Task goal
Every line of the records below that holds the word "hash" belongs in the answer.

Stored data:

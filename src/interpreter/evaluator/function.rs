/// Array built-ins, including the higher-order family (`map`, `filter`,
/// `reduce`, `find`, `findIndex`) and the sorts.
pub mod arrays;
/// Date and time built-ins. Timestamps are milliseconds since the Unix
/// epoch, interpreted in UTC.
pub mod datetime;
/// Base64 and URL encoding built-ins.
pub mod encoding;
/// Cryptographic hash built-ins producing hex digests.
pub mod hash;
/// JSON parsing and serialization built-ins.
pub mod json;
/// Math built-ins over doubles.
pub mod math;
/// The `print` built-in, which appends to the run's captured output.
pub mod print;
/// Random number, integer, and UUID built-ins.
pub mod random;
/// String built-ins. Positions and lengths count characters, not bytes.
pub mod strings;
/// Type inspection and conversion built-ins.
pub mod types;

/// The registry and dispatch core: the builtin table with arity checking,
/// call-expression evaluation, and the `apply_function` bridge that lets
/// higher-order builtins invoke function values.
pub mod core;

Exercise response
/// Cryptographic hash built-ins producing hex digests.
pub mod hash;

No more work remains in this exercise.